Around 60,000 Indian labourers arrived on the South Pacific archipelago in 42 ships and 87 voyages. The Leonidas was the first ship that brought Indians, which became a historical landmark to remember and commemorate.
Minister of State for External Affairs Rajkumar Ranjan Singh, who was present on the occasion in Suva, conveyed the greetings of the Government of India.
The Indian High Commission in Suva said
“Minister of State for External Affairs Hon’ble @RanjanRajkuma11
conveyed warmest greetings of the Government & the people of India on the special occasion of #GirmitDay. Reaffirms India’s strong commitment to further strengthening our partnership for progress with Fiji.”
Prime Minister Sitiveni Rabuka in his address said the social and economic contributions of the Girmitiyas to Fiji are immeasurable, yet the acknowledgement is long overdue.
“This is a special day Fiji. We are now coming together as a nation to acknowledge and honour the Girmityas from India to Fiji between 1879 and 1916,” he said, during an address at the Girmit Day celebrations at Churchill Park in Lautoka.
“We should be aware that millions, not just a few thousand who came to Fiji, millions were indentured as laborers over the British colonies of those days.

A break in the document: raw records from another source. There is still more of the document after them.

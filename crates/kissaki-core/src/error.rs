use thiserror::Error;

/// Errors that can occur while encoding, decoding or scoring tag sequences.
#[derive(Debug, Error)]
pub enum KissakiError {
    /// A training policy identifier did not match `TF`, `SS` or `DS`.
    #[error("unknown training policy: {0:?}")]
    UnknownTrainingPolicy(String),

    /// An inference policy identifier did not match `greedy` or `beam`.
    #[error("unknown inference policy: {0:?}")]
    UnknownInferencePolicy(String),

    /// Two tensors that must agree on a dimension do not.
    #[error("shape mismatch on {what}: expected {expected}, got {actual}")]
    ShapeMismatch {
        /// Which dimension disagreed, e.g. `"gold tags batch"`.
        what: &'static str,
        /// The size implied by the context matrix.
        expected: usize,
        /// The size actually supplied.
        actual: usize,
    },

    /// Beam width is zero or larger than the tag vocabulary.
    #[error("invalid beam size {beam_size} for a vocabulary of {tag_size} tags")]
    InvalidBeamSize {
        /// Requested beam width.
        beam_size: usize,
        /// Number of tags in the vocabulary.
        tag_size: usize,
    },

    /// A configuration value is out of range or inconsistent.
    #[error("invalid configuration: {0}")]
    InvalidConfig(String),

    /// Gold tags are required by the training forward pass.
    #[error("gold tags are required for training")]
    MissingGoldTags,

    /// A tag string is not part of the vocabulary.
    #[error("unknown tag: {0:?}")]
    UnknownTag(String),

    /// Gold and predicted sequences cannot be compared.
    #[error("evaluation error: {0}")]
    Evaluation(String),

    /// Reading or writing a vocabulary or metadata file failed.
    #[error("I/O error: {0}")]
    Io(#[from] std::io::Error),

    /// Metadata could not be (de)serialized.
    #[error("serialization error: {0}")]
    Serde(#[from] serde_json::Error),

    /// Candle ML framework error.
    #[error("tensor error: {0}")]
    Candle(#[from] candle_core::Error),
}

/// Result type alias for Kissaki operations.
pub type Result<T> = std::result::Result<T, KissakiError>;

#[cfg(test)]
mod tests {
    use super::*;

    #[test]
    fn error_display_messages() {
        let err = KissakiError::UnknownTrainingPolicy("RL".into());
        assert_eq!(err.to_string(), "unknown training policy: \"RL\"");

        let err = KissakiError::ShapeMismatch {
            what: "word mask length",
            expected: 3,
            actual: 4,
        };
        assert!(err.to_string().contains("word mask length"));
        assert!(err.to_string().contains("expected 3, got 4"));

        let err = KissakiError::InvalidBeamSize {
            beam_size: 0,
            tag_size: 5,
        };
        assert!(err.to_string().contains("beam size 0"));
    }

    #[test]
    fn error_is_send_sync() {
        fn assert_send_sync<T: Send + Sync>() {}
        assert_send_sync::<KissakiError>();
    }
}
//! Data loading for word/tag column files.
//!
//! Tagged files hold one `word<TAB>tag` pair per line (any whitespace works;
//! the first column is the word, the last one the tag). Raw files hold one
//! word per line. In both, a blank line ends a sentence and lines starting
//! with `#` are ignored.

use std::collections::HashMap;
use std::fs::File;
use std::io::{BufRead, BufReader};
use std::path::Path;

use anyhow::{bail, Context, Result};
use candle_core::{Device, Tensor};
use kissaki_core::{capitalization, EncodedSentence, TagVocab};
use oorandom::Rand32;
use serde::{Deserialize, Serialize};
use tracing::{debug, info};

/// Reserved word for padded positions.
pub const PAD_WORD: &str = "<pad>";
/// Reserved word for out-of-vocabulary words.
pub const UNK_WORD: &str = "<unk>";

/// A sentence as read from disk.
#[derive(Debug, Clone, PartialEq, Eq)]
pub struct Sentence {
    pub words: Vec<String>,
    /// Gold tags; `None` for raw input.
    pub tags: Option<Vec<String>>,
}

impl Sentence {
    pub fn len(&self) -> usize {
        self.words.len()
    }

    pub fn is_empty(&self) -> bool {
        self.words.is_empty()
    }
}

/// Non-blank lines of one sentence with their 1-based line numbers.
type Block = Vec<(usize, String)>;

fn read_blocks<R: BufRead>(reader: R) -> Result<Vec<Block>> {
    let mut blocks = Vec::new();
    let mut current = Vec::new();
    for (n, line) in reader.lines().enumerate() {
        let line = line?;
        let line = line.trim();
        if line.is_empty() {
            if !current.is_empty() {
                blocks.push(std::mem::take(&mut current));
            }
            continue;
        }
        if line.starts_with('#') {
            continue;
        }
        current.push((n + 1, line.to_string()));
    }
    // Don't forget the last sentence
    if !current.is_empty() {
        blocks.push(current);
    }
    Ok(blocks)
}

/// Parse tagged sentences from a reader.
pub fn parse_tagged<R: BufRead>(reader: R) -> Result<Vec<Sentence>> {
    tagged_sentences(read_blocks(reader)?)
}

fn tagged_sentences(blocks: Vec<Block>) -> Result<Vec<Sentence>> {
    blocks
        .into_iter()
        .map(|block| {
            let mut words = Vec::with_capacity(block.len());
            let mut tags = Vec::with_capacity(block.len());
            for (n, line) in block {
                let columns: Vec<&str> = line.split_whitespace().collect();
                match columns.as_slice() {
                    [word, .., tag] => {
                        words.push((*word).to_string());
                        tags.push((*tag).to_string());
                    }
                    _ => bail!("line {n}: expected `word<TAB>tag`, got {line:?}"),
                }
            }
            Ok(Sentence {
                words,
                tags: Some(tags),
            })
        })
        .collect()
}

/// Parse untagged sentences from a reader. Only the first column is used.
pub fn parse_raw<R: BufRead>(reader: R) -> Result<Vec<Sentence>> {
    Ok(raw_sentences(read_blocks(reader)?))
}

fn raw_sentences(blocks: Vec<Block>) -> Vec<Sentence> {
    blocks
        .into_iter()
        .map(|block| Sentence {
            words: block
                .iter()
                .filter_map(|(_, line)| line.split_whitespace().next())
                .map(str::to_string)
                .collect(),
            tags: None,
        })
        .collect()
}

/// Parse a file that may or may not carry tags. It is read as tagged when
/// every line has at least two columns, else as raw.
pub fn parse_sentences<R: BufRead>(reader: R) -> Result<Vec<Sentence>> {
    let blocks = read_blocks(reader)?;
    let tagged = !blocks.is_empty()
        && blocks
            .iter()
            .flatten()
            .all(|(_, line)| line.split_whitespace().nth(1).is_some());
    if tagged {
        tagged_sentences(blocks)
    } else {
        Ok(raw_sentences(blocks))
    }
}

/// Load a tagged file.
pub fn load_tagged<P: AsRef<Path>>(path: P) -> Result<Vec<Sentence>> {
    let path = path.as_ref();
    let file = File::open(path).with_context(|| format!("opening {}", path.display()))?;
    let sentences =
        parse_tagged(BufReader::new(file)).with_context(|| format!("reading {}", path.display()))?;
    info!(path = %path.display(), sentences = sentences.len(), "loaded tagged data");
    Ok(sentences)
}

/// Load a file that is either tagged or raw.
pub fn load_sentences<P: AsRef<Path>>(path: P) -> Result<Vec<Sentence>> {
    let path = path.as_ref();
    let file = File::open(path).with_context(|| format!("opening {}", path.display()))?;
    let sentences = parse_sentences(BufReader::new(file))
        .with_context(|| format!("reading {}", path.display()))?;
    let tagged = sentences.iter().any(|s| s.tags.is_some());
    info!(path = %path.display(), sentences = sentences.len(), tagged, "loaded data");
    Ok(sentences)
}

/// Load a raw file.
pub fn load_raw<P: AsRef<Path>>(path: P) -> Result<Vec<Sentence>> {
    let path = path.as_ref();
    let file = File::open(path).with_context(|| format!("opening {}", path.display()))?;
    let sentences =
        parse_raw(BufReader::new(file)).with_context(|| format!("reading {}", path.display()))?;
    info!(path = %path.display(), sentences = sentences.len(), "loaded raw data");
    Ok(sentences)
}

/// Collect the tag set of a dataset in first-seen order.
pub fn tag_vocab(sentences: &[Sentence]) -> TagVocab {
    TagVocab::from_tags(
        sentences
            .iter()
            .filter_map(|s| s.tags.as_ref())
            .flatten()
            .cloned(),
    )
}

/// Word vocabulary: `<pad>` is id 0 and `<unk>` id 1.
#[derive(Debug, Clone, PartialEq, Eq, Serialize, Deserialize)]
#[serde(from = "WordVocabRepr", into = "WordVocabRepr")]
pub struct WordVocab {
    words: Vec<String>,
    index: HashMap<String, u32>,
    lowercase: bool,
}

#[derive(Serialize, Deserialize)]
struct WordVocabRepr {
    words: Vec<String>,
    lowercase: bool,
}

impl From<WordVocabRepr> for WordVocab {
    fn from(repr: WordVocabRepr) -> Self {
        let index = repr
            .words
            .iter()
            .enumerate()
            .map(|(i, w)| (w.clone(), i as u32))
            .collect();
        Self {
            words: repr.words,
            index,
            lowercase: repr.lowercase,
        }
    }
}

impl From<WordVocab> for WordVocabRepr {
    fn from(vocab: WordVocab) -> Self {
        Self {
            words: vocab.words,
            lowercase: vocab.lowercase,
        }
    }
}

impl WordVocab {
    /// Build from training sentences, keeping words seen at least
    /// `min_count` times.
    pub fn build(sentences: &[Sentence], min_count: usize, lowercase: bool) -> Self {
        let mut counts: HashMap<String, usize> = HashMap::new();
        let mut order = Vec::new();
        for word in sentences.iter().flat_map(|s| &s.words) {
            let key = normalize(word, lowercase);
            let count = counts.entry(key.clone()).or_insert(0);
            if *count == 0 {
                order.push(key);
            }
            *count += 1;
        }
        let mut words = vec![PAD_WORD.to_string(), UNK_WORD.to_string()];
        words.extend(order.into_iter().filter(|w| {
            counts.get(w).copied().unwrap_or(0) >= min_count && w != PAD_WORD && w != UNK_WORD
        }));
        debug!(words = words.len(), min_count, "built word vocabulary");
        Self::from(WordVocabRepr { words, lowercase })
    }

    pub fn len(&self) -> usize {
        self.words.len()
    }

    pub fn is_empty(&self) -> bool {
        self.words.len() <= 2
    }

    pub fn pad_id(&self) -> u32 {
        0
    }

    pub fn unk_id(&self) -> u32 {
        1
    }

    /// Id of `word`, falling back to `<unk>`.
    pub fn id(&self, word: &str) -> u32 {
        self.index
            .get(&normalize(word, self.lowercase))
            .copied()
            .unwrap_or(self.unk_id())
    }

    pub fn word(&self, id: u32) -> Option<&str> {
        self.words.get(id as usize).map(String::as_str)
    }
}

fn normalize(word: &str, lowercase: bool) -> String {
    if lowercase {
        word.to_lowercase()
    } else {
        word.to_string()
    }
}

/// Read `word v1 v2 ...` vectors for the words of `vocab`.
///
/// Words missing from the file get small uniform random vectors; the pad row
/// is left at zero. Returns the `vocab.len() × dim` table and the number of
/// words found.
pub fn read_word_vectors<R: BufRead>(
    reader: R,
    vocab: &WordVocab,
    dim: usize,
    rng: &mut Rand32,
) -> Result<(Vec<f32>, usize)> {
    let mut table: Vec<f32> = (0..vocab.len() * dim)
        .map(|_| 0.2 * rng.rand_float() - 0.1)
        .collect();
    table[..dim].fill(0.0);

    let mut found = vec![false; vocab.len()];
    for (n, line) in reader.lines().enumerate() {
        let line = line?;
        let mut fields = line.split_whitespace();
        let Some(word) = fields.next() else {
            continue;
        };
        let id = vocab.id(word);
        if id == vocab.unk_id() && word != UNK_WORD {
            continue;
        }
        if found[id as usize] {
            continue;
        }
        let values: Vec<f32> = fields
            .map(str::parse::<f32>)
            .collect::<std::result::Result<_, _>>()
            .with_context(|| format!("line {}: bad vector for {word:?}", n + 1))?;
        if values.len() != dim {
            bail!(
                "line {}: vector for {word:?} has {} values, expected {dim}",
                n + 1,
                values.len()
            );
        }
        let row = id as usize * dim;
        table[row..row + dim].copy_from_slice(&values);
        found[id as usize] = true;
    }
    Ok((table, found.iter().filter(|&&f| f).count()))
}

/// Load pretrained vectors from a file into a tensor.
pub fn load_word_vectors<P: AsRef<Path>>(
    path: P,
    vocab: &WordVocab,
    dim: usize,
    rng: &mut Rand32,
    device: &Device,
) -> Result<Tensor> {
    let path = path.as_ref();
    let file = File::open(path).with_context(|| format!("opening {}", path.display()))?;
    let (table, found) = read_word_vectors(BufReader::new(file), vocab, dim, rng)
        .with_context(|| format!("reading {}", path.display()))?;
    info!(
        path = %path.display(),
        found,
        vocab = vocab.len(),
        "loaded pretrained word vectors"
    );
    Ok(Tensor::from_vec(table, (vocab.len(), dim), device)?)
}

/// Map a sentence to ids. Gold tags are mapped when present.
pub fn encode(sentence: &Sentence, words: &WordVocab, tags: &TagVocab) -> Result<EncodedSentence> {
    let gold = match &sentence.tags {
        Some(gold) => Some(
            gold.iter()
                .map(|t| tags.id(t))
                .collect::<kissaki_core::Result<Vec<u32>>>()?,
        ),
        None => None,
    };
    Ok(EncodedSentence {
        words: sentence.words.iter().map(|w| words.id(w)).collect(),
        caps: sentence.words.iter().map(|w| capitalization(w)).collect(),
        tags: gold,
    })
}

/// Split `0..len` into batches of at most `batch_size` indices, shuffled when
/// `rng` is given.
pub fn batch_indices(len: usize, batch_size: usize, rng: Option<&mut Rand32>) -> Vec<Vec<usize>> {
    let mut order: Vec<usize> = (0..len).collect();
    if let Some(rng) = rng {
        // Fisher-Yates
        for i in (1..order.len()).rev() {
            let j = rng.rand_range(0..(i as u32 + 1)) as usize;
            order.swap(i, j);
        }
    }
    order
        .chunks(batch_size.max(1))
        .map(<[usize]>::to_vec)
        .collect()
}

“They came to work, some of them did not know that they came to Fiji; today we pay our respects to them and acknowledge the contribution of their descendants who are among us today.”
Some of the hardships faced by Girmitiyas include a lack of employment regulation, labour laws and immigration laws, a report said.
“Many laws were not in place to ensure that they were fairly treated, the official approach was one of exploitation involving physical and mental ill-treatment, terrible working hours and poor pay if any.
“This generation is now reaping the rewards of what was sewn in the colonial days and now the onus is on us to form a solid foundation for the future.
“I congratulate you all the descendants for the survival of your forbearers, they lived through, what was really similar to what we see in movies of wild west America.
“Those who decided to stay, fled from their oppression and the agreement made new lives for themselves and they became independent farmers well before the colony become independent.”
Lautoka City Council chief executive officer Mohammed Anees Khan said: “The organising committee is grateful to the Coalition Government for bestowing this fitting honour in the memory of the girmitiyas and acknowledges the immense contribution in the economic development of Fiji although it came late, nonetheless, it is a momentous occasion worth celebrating.”
While speaking on behalf of the Fiji Girmit Council, secretary Selwa Nandan said the Girmit Day was a fitting tribute.